Deborah Maby rounds up historical fictionto complement days out. Like most parents I embark on every summer holiday full of good intentions, planning a succession of unforgettable trips to Roman villas, ruined castles, museums and mock Victorian schools. Luckily, there are a mass of new books to whet the appetite - or serve as a substitute should my plans come to naught, as they so often do.
Sparks historical fiction (Franklin Watts, Pounds 6.99 each) comprises three series-within-series describing what life was like for "ordinary Roman, Tudor and Victorian folk". The four books in each series chronicle the life of a child of the time. They are somewhat formulaic, with historical detail carefully woven into the plot in every second sentence, but the storyline is always strong and the hero or heroine suitably engaging.
In the four tales of "Rowdy Romans", Livia has gone to live at her Uncle Titus's villa in Italy. A trip to her snooty cousins in Ostia encompasses a visit to the baths and their apartment in the exclusive Garden House Insula. We glean much about trade, religion and the growing fashion for astrology.

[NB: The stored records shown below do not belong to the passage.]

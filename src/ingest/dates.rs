// src/ingest/dates.rs
//! Best-effort normalization of the date strings found in feeds.
//!
//! Feeds are inconsistent: RFC 2822 `pubDate`s, ISO 8601 `updated`s, naive
//! timestamps without zone, and localized long forms ("2 janvier 2023").
//! Every parser here returns `None` on failure; nothing is ever raised.

use chrono::{DateTime, FixedOffset, NaiveDate, NaiveDateTime, NaiveTime, TimeZone, Utc};
use once_cell::sync::OnceCell;
use regex::Regex;
use time::{format_description::well_known::Iso8601, OffsetDateTime};

/// Marker shown instead of a formatted date when the timestamp is unknown.
pub const UNKNOWN_DATE: &str = "unknown";

const NAIVE_DATETIME_FORMATS: &[&str] = &[
    "%Y-%m-%dT%H:%M:%S%.f",
    "%Y-%m-%dT%H:%M:%S",
    "%Y-%m-%dT%H:%M",
    "%Y-%m-%d %H:%M:%S%.f",
    "%Y-%m-%d %H:%M:%S",
    "%Y-%m-%d %H:%M",
    "%d/%m/%Y %H:%M:%S",
    "%d/%m/%Y %H:%M",
    "%d.%m.%Y %H:%M:%S",
    "%d.%m.%Y %H:%M",
    "%a, %d %b %Y %H:%M:%S",
    "%d %b %Y %H:%M:%S",
];

const NAIVE_DATE_FORMATS: &[&str] = &["%Y-%m-%d", "%d/%m/%Y", "%d.%m.%Y", "%d-%m-%Y", "%Y/%m/%d"];

/// Parse a raw feed date. `None` in, `None` out; garbage in, `None` out.
pub fn normalize(raw: Option<&str>) -> Option<DateTime<Utc>> {
    let s = raw?.trim();
    if s.is_empty() {
        return None;
    }

    parse_rfc2822(s)
        .or_else(|| parse_rfc3339(s))
        .or_else(|| parse_iso8601(s))
        .or_else(|| parse_naive(s))
        .or_else(|| parse_localized(s))
}

/// `dd/mm/yyyy` (UTC) or [`UNKNOWN_DATE`].
pub fn display_date(ts: Option<&DateTime<Utc>>) -> String {
    match ts {
        Some(t) => t.format("%d/%m/%Y").to_string(),
        None => UNKNOWN_DATE.to_string(),
    }
}

fn parse_rfc2822(s: &str) -> Option<DateTime<Utc>> {
    DateTime::parse_from_rfc2822(s)
        .ok()
        .map(|dt| dt.with_timezone(&Utc))
}

fn parse_rfc3339(s: &str) -> Option<DateTime<Utc>> {
    DateTime::parse_from_rfc3339(s)
        .ok()
        .map(|dt| dt.with_timezone(&Utc))
}

/// ISO 8601 with an explicit offset, including the basic form (`20230102T100000Z`).
fn parse_iso8601(s: &str) -> Option<DateTime<Utc>> {
    let odt = OffsetDateTime::parse(s, &Iso8601::DEFAULT).ok()?;
    DateTime::from_timestamp(odt.unix_timestamp(), odt.nanosecond())
}

/// Zone-less layouts are taken as UTC.
fn parse_naive(s: &str) -> Option<DateTime<Utc>> {
    for fmt in NAIVE_DATETIME_FORMATS {
        if let Ok(ndt) = NaiveDateTime::parse_from_str(s, fmt) {
            return Some(Utc.from_utc_datetime(&ndt));
        }
    }
    for fmt in NAIVE_DATE_FORMATS {
        if let Ok(nd) = NaiveDate::parse_from_str(s, fmt) {
            return Some(Utc.from_utc_datetime(&nd.and_time(NaiveTime::MIN)));
        }
    }
    None
}

/// Long forms with English or French month names:
/// "2 janvier 2023", "lundi 2 janvier 2023 à 10h00", "1er mars 2024",
/// "January 2, 2023", "Jan. 2 2023 10:00 PM", "Mon, 02 Jan 2023 10:00:00 CET".
///
/// The whole string must match. A trailing zone token must resolve through
/// [`zone_offset_secs`], otherwise the date is rejected rather than read as UTC.
fn parse_localized(s: &str) -> Option<DateTime<Utc>> {
    static DAY_FIRST: OnceCell<Regex> = OnceCell::new();
    static MONTH_FIRST: OnceCell<Regex> = OnceCell::new();

    let day_first = DAY_FIRST.get_or_init(|| {
        Regex::new(
            r"(?iu)^(?:\p{L}+\.?,?\s+)?(?P<day>\d{1,2})(?:er|st|nd|rd|th)?\s+(?P<month>\p{L}+)\.?,?\s+(?P<year>\d{4})(?:(?:\s*,)?\s+(?:à\s+|at\s+)?(?P<hour>\d{1,2})[:h](?P<min>\d{2})(?::(?P<sec>\d{2}))?(?:\s*(?P<ampm>[ap]\.?m\.?))?)?(?:\s+(?P<zone>[+-]\d{2}:?\d{2}|\p{L}{1,5}))?\s*$",
        )
        .expect("day-first date regex")
    });
    let month_first = MONTH_FIRST.get_or_init(|| {
        Regex::new(
            r"(?iu)^(?:\p{L}+\.?,?\s+)?(?P<month>\p{L}+)\.?\s+(?P<day>\d{1,2})(?:st|nd|rd|th)?,?\s+(?P<year>\d{4})(?:(?:\s*,)?\s+(?:at\s+)?(?P<hour>\d{1,2}):(?P<min>\d{2})(?::(?P<sec>\d{2}))?(?:\s*(?P<ampm>[ap]\.?m\.?))?)?(?:\s+(?P<zone>[+-]\d{2}:?\d{2}|\p{L}{1,5}))?\s*$",
        )
        .expect("month-first date regex")
    });

    let c = day_first
        .captures(s)
        .or_else(|| month_first.captures(s))?;
    let num = |name: &str| -> Option<u32> {
        c.name(name).map_or(Some(0), |m| m.as_str().parse().ok())
    };

    let day = num("day")?;
    let month = month_number(c.name("month")?.as_str())?;
    let year: i32 = c.name("year")?.as_str().parse().ok()?;
    let hour = to_24h(num("hour")?, c.name("ampm").map(|m| m.as_str()))?;
    let minute = num("min")?;
    let second = num("sec")?;
    let offset = match c.name("zone") {
        Some(z) => zone_offset_secs(z.as_str())?,
        None => 0,
    };

    let date = NaiveDate::from_ymd_opt(year, month, day)?;
    let time = NaiveTime::from_hms_opt(hour, minute, second)?;
    FixedOffset::east_opt(offset)?
        .from_local_datetime(&date.and_time(time))
        .single()
        .map(|dt| dt.with_timezone(&Utc))
}

/// 12-hour clock to 24-hour; `None` for an impossible hour like "13 PM".
fn to_24h(hour: u32, ampm: Option<&str>) -> Option<u32> {
    let Some(marker) = ampm else {
        return Some(hour);
    };
    if !(1..=12).contains(&hour) {
        return None;
    }
    let pm = marker.to_ascii_lowercase().starts_with('p');
    Some(match (pm, hour) {
        (false, 12) => 0,
        (false, h) => h,
        (true, 12) => 12,
        (true, h) => h + 12,
    })
}

/// Offset east of UTC for a numeric (`+0100`, `-05:00`) or named zone.
fn zone_offset_secs(zone: &str) -> Option<i32> {
    if let Some(sign) = match zone.as_bytes().first()? {
        b'+' => Some(1),
        b'-' => Some(-1),
        _ => None,
    } {
        let digits: String = zone[1..].chars().filter(|c| *c != ':').collect();
        if digits.len() != 4 {
            return None;
        }
        let h: i32 = digits[..2].parse().ok()?;
        let m: i32 = digits[2..].parse().ok()?;
        return Some(sign * (h * 3600 + m * 60));
    }

    let hours = match zone.to_ascii_lowercase().as_str() {
        "z" | "ut" | "utc" | "gmt" | "wet" => 0,
        "bst" | "cet" | "met" | "wat" | "west" => 1,
        "cest" | "mest" | "eet" | "cat" => 2,
        "eest" | "msk" | "eat" => 3,
        "ast" | "edt" => -4,
        "est" | "cdt" => -5,
        "cst" | "mdt" => -6,
        "mst" | "pdt" => -7,
        "pst" => -8,
        _ => return None,
    };
    Some(hours * 3600)
}

fn month_number(name: &str) -> Option<u32> {
    let n = name.to_lowercase();
    let m = match n.as_str() {
        "january" | "jan" | "janvier" | "janv" => 1,
        "february" | "feb" | "février" | "fevrier" | "févr" | "fevr" | "fév" => 2,
        "march" | "mar" | "mars" => 3,
        "april" | "apr" | "avril" | "avr" => 4,
        "may" | "mai" => 5,
        "june" | "jun" | "juin" => 6,
        "july" | "jul" | "juillet" | "juil" => 7,
        "august" | "aug" | "août" | "aout" => 8,
        "september" | "sep" | "sept" | "septembre" => 9,
        "october" | "oct" | "octobre" => 10,
        "november" | "nov" | "novembre" => 11,
        "december" | "dec" | "décembre" | "decembre" | "déc" => 12,
        _ => return None,
    };
    Some(m)
}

In the tales of a "Tudor Tearaway", Arthur Knucklebone joins Francis Drake as a cabin boy on his voyage around the world in 1577. In the succeeding book Arthur is installed at Lockstock Manor, where everyone is preparing for a visit by Elizabeth I and her entourage. Both stories provide detail on dress and appearance, as well as the intrigues of the Queen's court and the emnity between England and Spain.
All three series are human and funny, if a little cartoon-like in their simplicity, and there is much prosaic detail on plumbing and how to stop your teeth from rotting, guaranteed to excite the interest of the under-10s.
The books in the Flashbacks series (AC Black, Pounds 6.99 each), aimed as they are at slightly older children, are longer and more novel-like. Concentrating on a single event and not limited by the need to lay on the historical detail in such a thick wodge, they give a fuller flavour of the life of the era. Julie and the Queen of Tonga by Rachel Anderson relates the death of George VI and the Coronation as seen through the eyes of Julie, her parents, the lodgers at their boarding-house, her best friend Joyce, and their class teacher, Miss Rosen.
"History's everybody's. It belongs to the whole nation, whoever we are, high or low," Julie tells her housemates firmly as she collects money to decorate the house in red, white and blue crepe paper from Woolworths. Julie's mum is unstoppably cheerful ("Beggars can't be choosers, so I might as well keep chirping") and the local butcher arranges a string of sausages into a regal crown in his shop window afresh every morning.
This is a lively story, completely successful in its brief to be informative and exciting at the same time. By the end you quite want to hug Julie in her grey jumper and skirt, the only clothes, we are told in order that the austerity of the times should not be lost on us, that she possesses other than her pyjamas.
Also aimed at the older primary-school child are Historical Storybooks from Macdonald Young Books (Pounds 4.50 paperback). Elizabeth Fry and the Forger's Daughter by Roy Apps is not a pretty tale, with foul scenes in Newgate Jail, a hanging and descriptions of the brutality of the Bow Street Runners. Instead of Newgate or "the drop", Hannah Gunn and her daughter Eliza are banished to Van Diemen's Land, courtesy of that "do-gooding toff Mrs Meddling Fry".
Mrs Fry turns out to be a good egg after all, of course, securing better conditions for the convicts and teaching them to read and sew in order to prepare them to make their way in the New World.
Like Julie and Matty, Eliza is plucky, spirited and determined. So even if you don't manage that trip to the Ragged Trouser School in the East End or to go scouring for evidence of convict ships in Deptford Creek, here at least are some very inspiring role models to lure any young girl away from the Four Marys for an hour or so.